Cell- and nuclear-penetrating anti-dsDNA autoantibodies have multiple arginines in CDR3 of VH and increase cellular level of pERK and Bcl-2 in mesangial cells.

Abstract

Investigation of characteristics of cell- and nuclear-penetrating anti-double stranded (ds)DNA autoantibodies (autoAbs) is important to understand pathogenesis of lupus nephritis, but has not been clearly explored. The present study reports that three anti-dsDNA monoclonal autoAbs, which contain more than two arginine residues in their CDR3s of variable heavy domain (VH), penetrated into living murine mesangial cells and the cell nuclei.
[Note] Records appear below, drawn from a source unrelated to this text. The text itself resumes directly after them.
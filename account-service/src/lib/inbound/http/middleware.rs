use axum::extract::Request;
use axum::extract::State;
use axum::middleware::Next;
use axum::response::IntoResponse;
use axum::response::Response;
use axum_extra::extract::CookieJar;

use crate::domain::user::models::User;
use crate::domain::user::ports::UserServicePort;
use crate::inbound::http::handlers::sign_in::TOKEN_COOKIE_NAME;
use crate::inbound::http::handlers::ApiError;
use crate::inbound::http::router::AppState;
use crate::user::errors::UserError;

/// Extension type carrying the user resolved from the request's token
#[derive(Debug, Clone)]
pub struct AuthenticatedUser {
    pub user: User,
}

/// Middleware guarding protected routes.
///
/// Reads the `token` cookie, verifies it, and resolves its subject against the
/// store on every request. Every rejection produces the same 401 response.
pub async fn require_auth(
    State(state): State<AppState>,
    jar: CookieJar,
    mut req: Request,
    next: Next,
) -> Result<Response, Response> {
    let token = jar
        .get(TOKEN_COOKIE_NAME)
        .map(|cookie| cookie.value())
        .filter(|value| !value.is_empty())
        .ok_or_else(|| {
            tracing::debug!("Missing token cookie");
            ApiError::from(UserError::Unauthorized).into_response()
        })?;

    let user = state
        .user_service
        .resolve_token(token)
        .await
        .map_err(|e| ApiError::from(e).into_response())?;

    req.extensions_mut().insert(AuthenticatedUser { user });

    Ok(next.run(req).await)
}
However, an anti-dsDNA monoclonal Ab (mAb) having only one arginine in the CDR3-VH did not penetrate cells. To assess the contribution of antigen-binding sites, especially the VH, in cell- and nuclear-penetration, we evaluated the characteristics of recombinant single chain Fv(scFv), VH, and variable light domain (VL) of a penetrating mAb. The scFv and VH domain, containing arginine in CDR3-VH maintained the ability to penetrate cells and the cell nuclei, whereas the VL domain, having no arginine in CDR3, did not penetrate cells. The penetratingm Abs, scFv, and VH activated ERK and increased cellular protein levels of Bcl-2, whereas the non-penetrating Ab and VL did not. The cell survival was decreased by the penetrating mAbs, scFv and VH, not by the non-penetrating mAb and VL. The data indicate that an antigen-binding site is required for cell-penetration and that positively-charged arginine residues in CDR3-VH contribute to the cell- and nuclear-penetrating ability of a subset of anti-dsDNA autoAbs. Furthermore,the nuclear-penetrating anti-dsDNA autoAbs could possibly function as a pathogenic factor for lupus nephritis by up-regulating ERK activation and Bcl-2 production in mesangial cells. The cell- and nuclear-penetrating VH domain may be exploited as a vehicle for the intra cellular delivery of various useful molecules.